A US federal appeals court has stayed the execution of a schizophrenic man just hours before he was scheduled to die in Texas by lethal injection.
Scott Panetti, who has suffered from the mental illness for three decades, was set to die for the 1992 shooting of his estranged wife's parents at point blank range.
The Fifth Circuit Court issued the decision, which cannot be appealed, in order "to allow us to fully consider the late arriving and complex legal questions at issue in this matter."
Panetti's lawyers requested more time so that psychiatric evaluation could be conducted to determine their client's criminal liability, an evaluation that they said had not been carried out in seven years.
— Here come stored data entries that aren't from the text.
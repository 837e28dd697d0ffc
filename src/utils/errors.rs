use bcrypt::BcryptError;
use mongodb::bson;
use tokio::task::JoinError;
use bson::document::ValueAccessError;

#[derive(Clone, Copy, Debug, PartialEq)]
pub enum ErrorCode {
    HashThreadingIssue              = 0401,
    UnableToReadCredentials         = 0500,
    MongoDBError                    = 0503,
    InvalidBSON                     = 0504,
    InvalidJSON                     = 0505,
    BSONFieldNotFound               = 0507,
    HashingError                    = 0509,
    EmailAlreadyRegistered          = 2001,
    AccountNotFound                 = 2101,
    AuthenticationFailed            = 2103,
    ResetTokenInvalid               = 2200,
    ResetTokenExpired               = 2202,
}

impl ErrorCode {
    pub fn with_msg(&self, message: &str) -> WardenError {
        WardenError::new(*self, message)
    }
}

#[derive(Clone, Debug, PartialEq)]
pub struct WardenError {
    error_code: ErrorCode,
    message: String,
}

impl WardenError {
    pub fn new(error_code: ErrorCode, message: &str) -> Self {
        WardenError { error_code, message: message.to_string() }
    }

    pub fn error_code(&self) -> ErrorCode {
        self.error_code
    }

    pub fn message(&self) -> &str {
        &self.message
    }

    ///
    /// True for the codes a caller may show to an end user verbatim. Everything
    /// else should surface as a generic rejection.
    ///
    pub fn user_facing(&self) -> bool {
        matches!(self.error_code,
            ErrorCode::EmailAlreadyRegistered |
            ErrorCode::AuthenticationFailed   |
            ErrorCode::ResetTokenInvalid      |
            ErrorCode::ResetTokenExpired)
    }
}

impl std::fmt::Display for WardenError {
    fn fmt(&self, f: &mut std::fmt::Formatter<'_>) -> std::fmt::Result {
        write!(f, "{:?} ({}): {}", self.error_code, self.error_code as u32, self.message)
    }
}

impl std::error::Error for WardenError {}

impl From<serde_json::Error> for WardenError {
    fn from(error: serde_json::Error) -> Self {
        ErrorCode::InvalidJSON.with_msg(&format!("Unable to convert to json: {}", error))
    }
}

impl From<mongodb::error::Error> for WardenError {
    fn from(error: mongodb::error::Error) -> Self {
        ErrorCode::MongoDBError.with_msg(&format!("MongoDB error: {}", error))
    }
}

impl From<ValueAccessError> for WardenError {
    fn from(error: ValueAccessError) -> Self {
        ErrorCode::BSONFieldNotFound.with_msg(&format!("Unable to read BSON: {}", error))
    }
}

impl From<bson::ser::Error> for WardenError {
    fn from(error: bson::ser::Error) -> Self {
        ErrorCode::InvalidBSON.with_msg(&format!("Unable to serialise BSON: {}", error))
    }
}

impl From<bson::de::Error> for WardenError {
    fn from(error: bson::de::Error) -> Self {
        ErrorCode::InvalidBSON.with_msg(&format!("Unable to deserialise BSON: {}", error))
    }
}

impl From<JoinError> for WardenError {
    fn from(error: JoinError) -> Self {
        ErrorCode::HashThreadingIssue.with_msg(&format!("Unable to hash: {}", error))
    }
}

impl From<BcryptError> for WardenError {
    fn from(error: BcryptError) -> Self {
        ErrorCode::HashingError.with_msg(&format!("Unable to hash password: {}", error))
    }
}
use tracing::info;
use crate::db;
use crate::utils::context::ServiceContext;
use crate::utils::errors::WardenError;

///
/// Replace an account's password with a newly hashed one.
///
/// The change stamp this writes invalidates every authorisation token issued
/// before it (see services::token_is_stale). Any outstanding reset token is
/// dropped in the same update - a password change supersedes a pending reset.
///
pub async fn change_password(ctx: &ServiceContext, account_id: &str, new_password: &str)
    -> Result<(), WardenError> {

    let account = db::account::load(account_id, ctx.db()).await?;

    // Hash on the blocking pool - the account travels through the closure.
    let credentials = *ctx.credentials();
    let now = ctx.now();
    let new_password = new_password.to_string();
    let account = tokio::task::spawn_blocking(move || {
            let mut account = account;
            credentials.change_password(&mut account, &new_password, now)?;
            Ok::<_, WardenError>(account)
        })
        .await
        .map_err(WardenError::from)?
        ?;

    db::account::update_password(&account, ctx.db()).await?;

    info!("Password changed for account {}", account.account_id);

    Ok(())
}
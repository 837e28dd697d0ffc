use tracing::info;
use crate::db;
use crate::model::account::{Account, AccountView};
use crate::utils::context::ServiceContext;
use crate::utils::errors::WardenError;

///
/// Create a new account from an email and a plain text password.
///
/// The password is hashed immediately and only the hash is persisted - the
/// plain text (and any confirmation copy the caller collected) dies here.
///
pub async fn register(ctx: &ServiceContext, email: &str, plain_text_password: &str)
    -> Result<AccountView, WardenError> {

    // Hashing is deliberately expensive, so perform it in the blocking thread
    // pool not on the main event loop.
    let credentials = *ctx.credentials();
    let plain_text_password = plain_text_password.to_string();
    let phc = tokio::task::spawn_blocking(move || credentials.hash_password(&plain_text_password))
        .await
        .map_err(WardenError::from)?
        ?;

    let account = Account::new(email, &phc, ctx.now());
    db::account::insert(&account, ctx.db()).await?;

    info!("Registered account {}", account.account_id);

    Ok(AccountView::from(&account))
}
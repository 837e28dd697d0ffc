use chrono::{DateTime, Utc};
use serde::{Deserialize, Serialize};
use crate::utils;

///
/// An account document in the Accounts collection.
///
/// The phc, active and reset fields are credential state and must never reach
/// a caller-facing serialisation - expose an AccountView instead.
///
#[derive(Clone, Debug, Deserialize, Serialize)]
pub struct Account {
    pub account_id: String,
    pub email: String,
    pub phc: String,
    pub password_changed_at: Option<bson::DateTime>,
    pub reset_token_hash: Option<String>,
    pub reset_expires_at: Option<bson::DateTime>,
    pub active: bool,
    pub deleted_at: Option<bson::DateTime>,
    pub created_at: bson::DateTime,
}

impl Account {
    ///
    /// A new, usable account - the password must already be hashed.
    ///
    /// The email is the login key and is case-normalised here, once, so every
    /// later lookup can compare verbatim.
    ///
    pub fn new(email: &str, phc: &str, now: DateTime<Utc>) -> Self {
        Account {
            account_id: utils::generate_id(),
            email: normalise_email(email),
            phc: phc.to_string(),
            password_changed_at: None, // Registration is not a change.
            reset_token_hash: None,
            reset_expires_at: None,
            active: true,
            deleted_at: None,
            created_at: bson::DateTime::from_chrono(now),
        }
    }

    ///
    /// True if the password was changed after the given token was issued.
    ///
    /// Used by the authorisation layer to reject tokens that pre-date the last
    /// password change. An account whose password never changed cannot have
    /// stale tokens, so the answer is false.
    ///
    pub fn changed_after(&self, token_issued_at: DateTime<Utc>) -> bool {
        match self.password_changed_at {
            Some(changed_at) => token_issued_at < changed_at.to_chrono(),
            None => false,
        }
    }

    ///
    /// Soft delete. The record stays put for referential integrity (past game
    /// sessions etc.) but drops out of every filtered lookup.
    ///
    pub fn deactivate(&mut self, now: DateTime<Utc>) {
        self.active = false;
        self.deleted_at = Some(bson::DateTime::from_chrono(now));
    }
}

pub fn normalise_email(email: &str) -> String {
    email.trim().to_lowercase()
}

///
/// The read model handed back to callers - never carries the stored hash, the
/// reset fields or the soft-delete marker.
///
#[derive(Clone, Debug, Serialize)]
pub struct AccountView {
    pub account_id: String,
    pub email: String,
    pub created_at: DateTime<Utc>,
}

impl From<&Account> for AccountView {
    fn from(account: &Account) -> Self {
        AccountView {
            account_id: account.account_id.clone(),
            email: account.email.clone(),
            created_at: account.created_at.to_chrono(),
        }
    }
}


#[cfg(test)]
mod tests {
    use super::*;

    fn test_account() -> Account {
        Account::new("someone@example.com", "$2b$04$fakefakefakefakefakefake", Utc::now())
    }

    #[test]
    fn test_email_is_case_normalised() {
        let account = Account::new("  Someone@Example.COM ", "phc", Utc::now());
        assert_eq!(account.email, "someone@example.com");
    }

    #[test]
    fn test_new_account_has_no_change_history_and_no_reset() {
        let account = test_account();
        assert!(account.password_changed_at.is_none());
        assert!(account.reset_token_hash.is_none());
        assert!(account.reset_expires_at.is_none());
        assert!(account.active);
        assert!(account.deleted_at.is_none());
    }

    #[test]
    fn test_changed_after_is_false_when_never_changed() {
        let account = test_account();
        assert_eq!(account.changed_after(Utc::now()), false);
    }

    #[test]
    fn test_changed_after_compares_against_the_recorded_instant() {
        let mut account = test_account();
        let changed_at = "2021-08-23T09:30:00Z".parse::<DateTime<Utc>>().unwrap();
        account.password_changed_at = Some(bson::DateTime::from_chrono(changed_at));

        assert_eq!(account.changed_after(changed_at - chrono::Duration::seconds(1)), true);
        assert_eq!(account.changed_after(changed_at), false);
        assert_eq!(account.changed_after(changed_at + chrono::Duration::seconds(1)), false);
    }

    #[test]
    fn test_deactivate_marks_but_does_not_erase() {
        let mut account = test_account();
        let now = Utc::now();

        account.deactivate(now);

        assert_eq!(account.active, false);
        assert!(account.deleted_at.is_some());
        assert!(!account.phc.is_empty()); // Nothing else is touched.
    }

    #[test]
    fn test_view_excludes_the_secret_fields() {
        let account = test_account();
        let view = AccountView::from(&account);

        let json = serde_json::to_value(&view).unwrap();
        assert!(json.get("phc").is_none());
        assert!(json.get("active").is_none());
        assert!(json.get("reset_token_hash").is_none());
        assert!(json.get("reset_expires_at").is_none());
        assert_eq!(json.get("email").unwrap(), "someone@example.com");
    }
}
Panetti won support for his case from the likes of the Mental Health America advocacy organization, psychiatrists, former judges, prosecutors and religious groups.
The case also garnered interest from the European Union, which urged Texas Governor Rick Perry to grant Panetti clemency.
"We believe that today's ruling is the first step in a process which will clearly demonstrate that Mr Panetti is too severely mentally ill to be executed," his lawyers Greg Wiercioch and Kathryn Kase said in a statement.
"Mr Panetti's illness, schizophrenia, was present for years prior to the crime, profoundly affected his trial, and appears to have worsened in recent years," they said.
At the trial, Panetti acted as his own attorney, wore a cowboy outfit and tried to call the pope, John F. Kennedy and Jesus as witnesses. He was convicted in 1995.
Panetti had been scheduled for execution at 6:00 pm (00H01 Thursday) at the state penitentiary in Huntsville, Texas.
Neither the Supreme Court nor Perry had yet weighed in on the appeal.
The stay was issued by the Fifth Circuit under a statute allowing it to preserve its jurisdiction over the case, and which prohibits appeal to any other body, according to Panetti's defense team.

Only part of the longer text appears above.